» **TASK DETAILS**:
The reply to the records below should contain exactly the lines from the line with "fn from_iter<T: IntoIterator<Item" through the line with "#[cfg(test)]", and nothing besides.

Saved data entries:
::::

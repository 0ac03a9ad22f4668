//! Resource lists and quota arithmetic
//!
//! A [`ResourceList`] maps resource names (`cpu`, `memory`, `pods`...) to
//! exact quantities. Missing keys count as zero everywhere. All operations
//! return new lists and never mutate their inputs.

use std::collections::BTreeMap;

use k8s_openapi::apimachinery::pkg::api::resource::Quantity;

use crate::quantity::ResourceQuantity;
use crate::Error;

/// A map from resource name to quantity, ordered by name
#[derive(Debug, Clone, Default, PartialEq, Eq)]
pub struct ResourceList(BTreeMap<String, ResourceQuantity>);

impl ResourceList {
    /// An empty list
    pub fn new() -> Self {
        Self::default()
    }

    /// Parse a Kubernetes resource map
    ///
    /// Fails on the first malformed quantity, naming the resource.
    pub fn from_k8s(map: &BTreeMap<String, Quantity>) -> Result<Self, Error> {
        map.iter()
            .map(|(name, q)| Ok((name.clone(), ResourceQuantity::from_k8s(name, q)?)))
            .collect::<Result<BTreeMap<_, _>, Error>>()
            .map(Self)
    }

    /// Parse an optional Kubernetes resource map, treating `None` as empty
    pub fn from_k8s_opt(map: Option<&BTreeMap<String, Quantity>>) -> Result<Self, Error> {
        map.map(Self::from_k8s).transpose().map(Option::unwrap_or_default)
    }

    /// Render as a Kubernetes resource map with canonical quantities
    pub fn to_k8s(&self) -> BTreeMap<String, Quantity> {
        self.0
            .iter()
            .map(|(name, q)| (name.clone(), q.to_k8s()))
            .collect()
    }

    /// Set a resource
    pub fn insert(&mut self, name: impl Into<String>, quantity: ResourceQuantity) {
        self.0.insert(name.into(), quantity);
    }

    /// Builder form of [`insert`](Self::insert)
    pub fn with(mut self, name: impl Into<String>, quantity: ResourceQuantity) -> Self {
        self.insert(name, quantity);
        self
    }

    /// The quantity for a resource, zero when absent
    pub fn get(&self, name: &str) -> ResourceQuantity {
        self.0.get(name).copied().unwrap_or(ResourceQuantity::ZERO)
    }

    /// True if the resource has an explicit entry
    pub fn contains(&self, name: &str) -> bool {
        self.0.contains_key(name)
    }

    /// Resource names in order
    pub fn names(&self) -> impl Iterator<Item = &str> {
        self.0.keys().map(String::as_str)
    }

    /// Entries in resource-name order
    pub fn iter(&self) -> impl Iterator<Item = (&str, &ResourceQuantity)> {
        self.0.iter().map(|(k, v)| (k.as_str(), v))
    }

    /// Number of explicit entries
    pub fn len(&self) -> usize {
        self.0.len()
    }

    /// True if there are no explicit entries
    pub fn is_empty(&self) -> bool {
        self.0.is_empty()
    }

    /// True if every entry is zero (an empty list is zero)
    pub fn is_zero(&self) -> bool {
        self.0.values().all(ResourceQuantity::is_zero)
    }

    /// True if any entry is below zero
    pub fn has_negative(&self) -> bool {
        self.0.values().any(ResourceQuantity::is_negative)
    }
}

impl FromIterator<(String, ResourceQuantity)> for ResourceList {
    fn from_iter<T: IntoIterator<Item = (String, ResourceQuantity)>>(iter: T) -> Self {
        Self(iter.into_iter().collect())
    }
}

/// Union of keys; each value is `a[key] + b[key]`
pub fn add(a: &ResourceList, b: &ResourceList) -> ResourceList {
    combine(a, b, |x, y| x + y)
}

/// Union of keys; each value is `a[key] - b[key]`, possibly negative
pub fn subtract(a: &ResourceList, b: &ResourceList) -> ResourceList {
    combine(a, b, |x, y| x - y)
}

fn combine(
    a: &ResourceList,
    b: &ResourceList,
    op: impl Fn(ResourceQuantity, ResourceQuantity) -> ResourceQuantity,
) -> ResourceList {
    let mut result = a.clone();
    for (name, qb) in &b.0 {
        let qa = a.get(name);
        result.0.insert(name.clone(), op(qa, *qb));
    }
    result
}

/// Sum any number of lists
pub fn sum<'a>(lists: impl IntoIterator<Item = &'a ResourceList>) -> ResourceList {
    lists
        .into_iter()
        .fold(ResourceList::new(), |acc, list| add(&acc, list))
}

/// Check `a <= b` over the keys of `b`
///
/// Keys only in `a` are ignored; `b` defines the checked set. Returns the
/// violated names in resource-name order.
pub fn less_than_or_equal(a: &ResourceList, b: &ResourceList) -> (bool, Vec<String>) {
    let violated: Vec<String> = b
        .iter()
        .filter(|(name, limit)| a.get(name) > **limit)
        .map(|(name, _)| name.to_string())
        .collect();
    (violated.is_empty(), violated)
}

/// True if `a` exceeds `b` for at least one key of `b`
pub fn greater_than(a: &ResourceList, b: &ResourceList) -> (bool, Vec<String>) {
    let (within, violated) = less_than_or_equal(a, b);
    (!within, violated)
}

/// Render violations as `name(actual > limit)` separated by spaces
pub fn describe_violations(actual: &ResourceList, limit: &ResourceList, names: &[String]) -> String {
    names
        .iter()
        .map(|name| format!("{}({} > {})", name, actual.get(name), limit.get(name)))
        .collect::<Vec<_>>()
        .join(" ")
}

#[cfg(test)]
mod tests {
    use super::*;

    fn list(entries: &[(&str, &str)]) -> ResourceList {
        entries
            .iter()
            .map(|(k, v)| (k.to_string(), v.parse().unwrap()))
            .collect()
    }

    fn samples() -> Vec<ResourceList> {
        vec![
            ResourceList::new(),
            list(&[("cpu", "1")]),
            list(&[("cpu", "250m"), ("memory", "1Gi")]),
            list(&[("memory", "512Mi"), ("pods", "10")]),
            list(&[("cpu", "-300m"), ("pods", "3")]),
        ]
    }

    #[test]
    fn add_is_commutative_and_associative() {
        let s = samples();
        for a in &s {
            for b in &s {
                assert_eq!(add(a, b), add(b, a));
                for c in &s {
                    assert_eq!(add(&add(a, b), c), add(a, &add(b, c)));
                }
            }
        }
    }

    #[test]
    fn subtract_then_add_restores_original() {
        let s = samples();
        for a in &s {
            for b in &s {
                let restored = add(&subtract(a, b), b);
                for name in a.names() {
                    assert_eq!(restored.get(name), a.get(name));
                }
                // Keys only in b come back as explicit zeros
                for name in b.names().filter(|n| !a.contains(n)) {
                    assert!(restored.get(name).is_zero());
                }
            }
        }
    }

    #[test]
    fn less_than_or_equal_is_reflexive() {
        for a in samples() {
            let (ok, violated) = less_than_or_equal(&a, &a);
            assert!(ok);
            assert!(violated.is_empty());
        }
    }

    #[test]
    fn limit_keys_define_the_checked_set() {
        let usage = list(&[("cpu", "3"), ("memory", "1Gi")]);
        let limit = list(&[("memory", "2Gi")]);
        // cpu is over "something" but not limited, so it's ignored
        assert_eq!(less_than_or_equal(&usage, &limit), (true, vec![]));

        // Missing keys in the usage count as zero
        let limit = list(&[("pods", "0")]);
        assert_eq!(less_than_or_equal(&usage, &limit), (true, vec![]));
    }

    #[test]
    fn reports_every_violated_resource() {
        let usage = list(&[("cpu", "2100m"), ("memory", "3Gi"), ("pods", "1")]);
        let limit = list(&[("cpu", "2"), ("memory", "2Gi"), ("pods", "5")]);
        let (exceeds, violated) = greater_than(&usage, &limit);
        assert!(exceeds);
        assert_eq!(violated, vec!["cpu".to_string(), "memory".to_string()]);
        assert_eq!(
            describe_violations(&usage, &limit, &violated),
            "cpu(2100m > 2) memory(3Gi > 2Gi)"
        );
    }

    #[test]
    fn sum_matches_repeated_add() {
        let s = samples();
        let expected = s.iter().fold(ResourceList::new(), |acc, l| add(&acc, l));
        assert_eq!(sum(&s), expected);
        assert_eq!(sum(&s).get("cpu").to_string(), "950m");
    }

    #[test]
    fn inputs_are_not_mutated() {
        let a = list(&[("cpu", "1")]);
        let b = list(&[("cpu", "2"), ("memory", "1Gi")]);
        let _ = add(&a, &b);
        let _ = subtract(&a, &b);
        assert_eq!(a, list(&[("cpu", "1")]));
        assert_eq!(b.len(), 2);
    }

    #[test]
    fn from_k8s_rejects_bad_quantities() {
        let mut map = BTreeMap::new();
        map.insert("cpu".to_string(), Quantity("1".to_string()));
        map.insert("memory".to_string(), Quantity("lots".to_string()));
        let err = ResourceList::from_k8s(&map).unwrap_err();
        assert!(err.to_string().contains("memory"));

        assert!(ResourceList::from_k8s_opt(None).unwrap().is_empty());
    }

    #[test]
    fn to_k8s_renders_canonical_strings() {
        let l = add(&list(&[("cpu", "0.9")]), &list(&[("cpu", "1.2")]));
        assert_eq!(l.to_k8s()["cpu"], Quantity("2100m".to_string()));
    }
}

::::

» **SOLUTION TO THIS EXERCISE**:
    fn from_iter<T: IntoIterator<Item = (String, ResourceQuantity)>>(iter: T) -> Self {
        Self(iter.into_iter().collect())
    }
}

/// Union of keys; each value is `a[key] + b[key]`
pub fn add(a: &ResourceList, b: &ResourceList) -> ResourceList {
    combine(a, b, |x, y| x + y)
}

/// Union of keys; each value is `a[key] - b[key]`, possibly negative
pub fn subtract(a: &ResourceList, b: &ResourceList) -> ResourceList {
    combine(a, b, |x, y| x - y)
}

fn combine(
    a: &ResourceList,
    b: &ResourceList,
    op: impl Fn(ResourceQuantity, ResourceQuantity) -> ResourceQuantity,
) -> ResourceList {
    let mut result = a.clone();
    for (name, qb) in &b.0 {
        let qa = a.get(name);
        result.0.insert(name.clone(), op(qa, *qb));
    }
    result
}

/// Sum any number of lists
pub fn sum<'a>(lists: impl IntoIterator<Item = &'a ResourceList>) -> ResourceList {
    lists
        .into_iter()
        .fold(ResourceList::new(), |acc, list| add(&acc, list))
}

/// Check `a <= b` over the keys of `b`
///
/// Keys only in `a` are ignored; `b` defines the checked set. Returns the
/// violated names in resource-name order.
pub fn less_than_or_equal(a: &ResourceList, b: &ResourceList) -> (bool, Vec<String>) {
    let violated: Vec<String> = b
        .iter()
        .filter(|(name, limit)| a.get(name) > **limit)
        .map(|(name, _)| name.to_string())
        .collect();
    (violated.is_empty(), violated)
}

/// True if `a` exceeds `b` for at least one key of `b`
pub fn greater_than(a: &ResourceList, b: &ResourceList) -> (bool, Vec<String>) {
    let (within, violated) = less_than_or_equal(a, b);
    (!within, violated)
}

/// Render violations as `name(actual > limit)` separated by spaces
pub fn describe_violations(actual: &ResourceList, limit: &ResourceList, names: &[String]) -> String {
    names
        .iter()
        .map(|name| format!("{}({} > {})", name, actual.get(name), limit.get(name)))
        .collect::<Vec<_>>()
        .join(" ")
}

#[cfg(test)]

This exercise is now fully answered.